そして07年7月からスタートした『超級星光大道』第2シーズンに出場。 期待通りの歌唱力で勝ち進み、最後わずかに及ばず2位となってしまいましたが、翌年には環球唱片(Universal Music)と契約し、1stアルバム『愛的詩篇』でとんとん拍子にデビューを飾ります。 このアルバムは台湾、中国大陸、マレーシア、シンガポールなどアジア地域で大ヒット。 台湾の本家金曲獎新人賞は惜しくも逃したものの、なんとシンガポールの金曲獎では、新人賞ではなく、居並ぶ先輩らを抑え堂々の『最優秀女性シンガー賞』受賞となりました。 また08年は映画『海角七號』にも出演、彼女が歌ったエンディング曲『風光明媚』とともに注目を浴びました。 翌09年にリリースした2nd『愛,一直存在』も続いて大ヒットし、デビュー以来順風満帆…かといって少しも肩肘張っていない、いつもふんわりと明るいレイチェル・リャンなのです。

2曲目『一百萬種親吻』。 ドラマ『拜金女王』のエンディング、阿沁の作曲。

http://youtu.be/MEb4Vm7In7M

でもそんな彼女にも、影の部分はあるのですね。 写真やMVで見る明るい表情からは想像出来ませんが、レイチェル・リャンはTVに出るようになるまでずっと、孤児院で育ちました。 彼女は13歳のとき、弟と一緒にキリスト教系の孤児院『六龜山地育幼院』に引き取られました。 母親は彼女が小さな頃に酒浸りとなり、父親については詳しくは出てきていませんが、ともに早くに離別、あるいは死別しているようです。 レイチェルは昨年、TV番組『誰來晚餐3』の撮影で桃園少年之家(ユースホーム)を訪れた際その頃のことを思い出して、当時は母親への恨みがいっぱいで、それを捨てることが出来なかったと、涙を流しました。 孤児院の生活にも馴染めず、一刻も早く逃げ出すことばかりを考えていたといいます。 そんな彼女もやがて信仰とともに心を開き、周囲からの愛を受け入れるようになりました。 歌うことに目覚めたのです。
レイチェルは今、子供の頃に受けたたくさんの親切な人たちからの助けや信仰を胸に、自分もそうした影響を与えられる人になろうと志しているようです。

6曲目『孩子』。 『子供』という意味です。

http://youtu.be/oIMqFx-m3Bk

さてレイチェル・リャン、二度目の登場でした。 ホントはもっと早く出したかった~。 『情人×知己。
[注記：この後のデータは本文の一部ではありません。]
fn read_u16(packet: &[u8], offset: usize) -> Result<u16, WireError> {
    match packet.get(offset..offset + 2) {
        Some(bytes) => Ok(u16::from_be_bytes([bytes[0], bytes[1]])),
        None => Err(WireError::PacketTooShort {
            expected: offset + 2,
            actual: packet.len(),
        }),
    }
}

fn read_u32(packet: &[u8], offset: usize) -> Result<u32, WireError> {
    match packet.get(offset..offset + 4) {
        Some(bytes) => Ok(u32::from_be_bytes([bytes[0], bytes[1], bytes[2], bytes[3]])),
        None => Err(WireError::PacketTooShort {
            expected: offset + 4,
            actual: packet.len(),
        }),
    }
}

#[cfg(test)]
mod tests {
    use super::*;
    use crate::protocol::CLASS_IN;
    use crate::wire::name::encode_name;

    fn query_packet(name: &str, qtype: u16) -> Vec<u8> {
        let mut packet = vec![0, 0, 0, 0, 0, 1, 0, 0, 0, 0, 0, 0];
        packet.extend(encode_name(name).unwrap());
        packet.extend_from_slice(&qtype.to_be_bytes());
        packet.extend_from_slice(&CLASS_IN.to_be_bytes());
        packet
    }

    #[test]
    fn test_parse_query() {
        let packet = query_packet("nas.local", TYPE_A);
        let question = parse_query(&packet).unwrap().unwrap();

        assert_eq!(question.name, "nas.local");
        assert_eq!(question.qtype, TYPE_A);
        assert_eq!(question.qclass, CLASS_IN);
    }

    #[test]
    fn test_parse_query_short_header() {
        assert_eq!(
            parse_query(&[0u8; 11]),
            Err(WireError::PacketTooShort { expected: 12, actual: 11 })
        );
    }

    #[test]
    fn test_parse_query_without_question() {
        let packet = [0u8; 12];
        assert_eq!(parse_query(&packet), Ok(None));
    }

    #[test]
    fn test_parse_query_missing_type_and_class() {
        let mut packet = query_packet("nas.local", TYPE_A);
        packet.truncate(packet.len() - 3);
        assert!(matches!(parse_query(&packet), Err(WireError::PacketTooShort { .. })));
    }

    #[test]
    fn test_parse_query_bad_name() {
        let mut packet = vec![0, 0, 0, 0, 0, 1, 0, 0, 0, 0, 0, 0];
        packet.extend_from_slice(&[0xC0, 0x0C, 0, 1, 0, 1]);
        assert!(matches!(parse_query(&packet), Err(WireError::PointerLoop { .. })));
    }

    #[test]
    fn test_header_flags() {
        let mut packet = [0u8; 12];
        assert!(!Header::parse(&packet).unwrap().is_response());
        packet[2] = 0x84;
        assert!(Header::parse(&packet).unwrap().is_response());
    }

    #[test]
    fn test_walk_records() {
        // header: 1 answer (PTR) + 1 additional (TXT), no question
        let mut packet = vec![0, 0, 0x84, 0, 0, 0, 0, 1, 0, 0, 0, 1];
        let owner_at = packet.len();
        packet.extend(encode_name("_http._tcp.local").unwrap());
        packet.extend_from_slice(&TYPE_PTR.to_be_bytes());
        packet.extend_from_slice(&CLASS_IN.to_be_bytes());
        packet.extend_from_slice(&4500u32.to_be_bytes());
        // "web" + pointer to the owner name
        packet.extend_from_slice(&6u16.to_be_bytes());
        let instance_at = packet.len();
        packet.extend_from_slice(&[3, b'w', b'e', b'b', 0xC0, owner_at as u8]);

        packet.extend_from_slice(&[0xC0, instance_at as u8]);
        packet.extend_from_slice(&TYPE_TXT.to_be_bytes());
        packet.extend_from_slice(&(CLASS_IN | CLASS_TOP_BIT).to_be_bytes());
        packet.extend_from_slice(&120u32.to_be_bytes());
        packet.extend_from_slice(&9u16.to_be_bytes());
        packet.extend_from_slice(b"\x03a=1\x00\x03b=2");

        let message = parse_message(&packet).unwrap();
        assert_eq!(message.answers.len(), 1);
        assert_eq!(message.additional.len(), 1);

        let ptr = &message.answers[0];
        assert_eq!(ptr.name, "_http._tcp.local");
        assert_eq!(ptr.data, RData::Ptr("web._http._tcp.local".to_string()));
        assert_eq!(ptr.ttl, 4500);
        assert!(!ptr.cache_flush);

        let txt = &message.additional[0];
        assert_eq!(txt.name, "web._http._tcp.local");
        assert!(txt.cache_flush);
        assert_eq!(txt.class, CLASS_IN);
        assert_eq!(txt.data, RData::Txt(vec!["a=1".to_string(), "b=2".to_string()]));
        assert_eq!(txt.data.to_string(), "\"a=1; b=2\"");
    }

    #[test]
    fn test_walk_rejects_rdata_past_end() {
        let mut packet = vec![0, 0, 0x84, 0, 0, 0, 0, 1, 0, 0, 0, 0];
        packet.extend(encode_name("nas.local").unwrap());
        packet.extend_from_slice(&TYPE_A.to_be_bytes());
        packet.extend_from_slice(&CLASS_IN.to_be_bytes());
        packet.extend_from_slice(&120u32.to_be_bytes());
        packet.extend_from_slice(&4u16.to_be_bytes());
        packet.extend_from_slice(&[10, 0]);

        assert!(matches!(parse_message(&packet), Err(WireError::PacketTooShort { .. })));
    }

    fn record_header(packet: &mut Vec<u8>, name: &str, rtype: u16, rdlength: u16) {
        packet.extend(encode_name(name).unwrap());
        packet.extend_from_slice(&rtype.to_be_bytes());
        packet.extend_from_slice(&CLASS_IN.to_be_bytes());
        packet.extend_from_slice(&120u32.to_be_bytes());
        packet.extend_from_slice(&rdlength.to_be_bytes());
    }

    #[test]
    fn test_txt_overrun_is_kept_raw() {
        let mut packet = vec![0, 0, 0x84, 0, 0, 0, 0, 1, 0, 0, 0, 0];
        record_header(&mut packet, "x.local", TYPE_TXT, 3);
        packet.extend_from_slice(&[5, b'a', b'b']);

        let message = parse_message(&packet).unwrap();
        assert_eq!(message.answers[0].data, RData::Other(vec![5, b'a', b'b']));
    }

    #[test]
    fn test_empty_ptr_does_not_borrow_next_record() {
        let mut packet = vec![0, 0, 0x84, 0, 0, 0, 0, 2, 0, 0, 0, 0];
        record_header(&mut packet, "_http._tcp.local", TYPE_PTR, 0);
        record_header(&mut packet, "nas.local", TYPE_A, 4);
        packet.extend_from_slice(&[10, 0, 0, 2]);

        let message = parse_message(&packet).unwrap();
        assert_eq!(message.answers[0].data, RData::Other(Vec::new()));
        assert_eq!(message.answers[1].name, "nas.local");
        assert_eq!(message.answers[1].data, RData::A(Ipv4Addr::new(10, 0, 0, 2)));
    }

    #[test]
    fn test_bad_ptr_pointer_keeps_later_records() {
        let mut packet = vec![0, 0, 0x84, 0, 0, 0, 0, 2, 0, 0, 0, 0];
        record_header(&mut packet, "_http._tcp.local", TYPE_PTR, 2);
        packet.extend_from_slice(&[0xC0, 0xFF]);
        record_header(&mut packet, "nas.local", TYPE_A, 4);
        packet.extend_from_slice(&[10, 0, 0, 2]);

        let message = parse_message(&packet).unwrap();
        assert_eq!(message.answers[0].data, RData::Other(vec![0xC0, 0xFF]));
        assert_eq!(message.answers[1].data, RData::A(Ipv4Addr::new(10, 0, 0, 2)));
    }

    #[test]
    fn test_srv_target_must_end_inside_rdata() {
        let mut packet = vec![0, 0, 0x84, 0, 0, 0, 0, 2, 0, 0, 0, 0];
        // the target pointer's second byte is outside RDLENGTH
        record_header(&mut packet, "web._http._tcp.local", TYPE_SRV, 7);
        packet.extend_from_slice(&[0, 0, 0, 0, 0, 80, 0xC0]);
        record_header(&mut packet, "nas.local", TYPE_A, 4);
        packet.extend_from_slice(&[10, 0, 0, 2]);

        let message = parse_message(&packet).unwrap();
        assert_eq!(message.answers[0].data, RData::Other(vec![0, 0, 0, 0, 0, 80, 0xC0]));
        assert_eq!(message.answers[1].name, "nas.local");
    }

    #[test]
    fn test_huge_counts_fail_without_allocating() {
        let packet = [0, 0, 0x84, 0, 0xFF, 0xFF, 0xFF, 0xFF, 0xFF, 0xFF, 0xFF, 0xFF];
        assert!(parse_message(&packet).is_err());
    }

    #[test]
    fn test_odd_length_address_is_other() {
        let mut packet = vec![0, 0, 0x84, 0, 0, 0, 0, 1, 0, 0, 0, 0];
        packet.extend(encode_name("nas.local").unwrap());
        packet.extend_from_slice(&TYPE_A.to_be_bytes());
        packet.extend_from_slice(&CLASS_IN.to_be_bytes());
        packet.extend_from_slice(&120u32.to_be_bytes());
        packet.extend_from_slice(&2u16.to_be_bytes());
        packet.extend_from_slice(&[10, 0]);

        let message = parse_message(&packet).unwrap();
        assert_eq!(message.answers[0].data, RData::Other(vec![10, 0]));
    }
}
』発売後、HMVでは『知己版<預購版>』がまだラインナップされていたので注文したところ、さんざん、さんざ~ん待たされたあげく『入手困難』(現在は廃盤)とのメールが…。 そうこうしているうちに2ndエディションが出たのでそちらを購入しましたが…。 C-POPでは売り上げが良かったりすると、あとでオマケ付きの別バージョンが追加リリースされることがよくあります。 しかもたいていの場合はそちらのほうがリーズナブルなので買いどきがムズカシイ…。 今回は結果的に得をしました^^。

TW-POPを買って、台湾に感謝! 『情人版<預購版>』はまだHMVにあるみたいだけど…。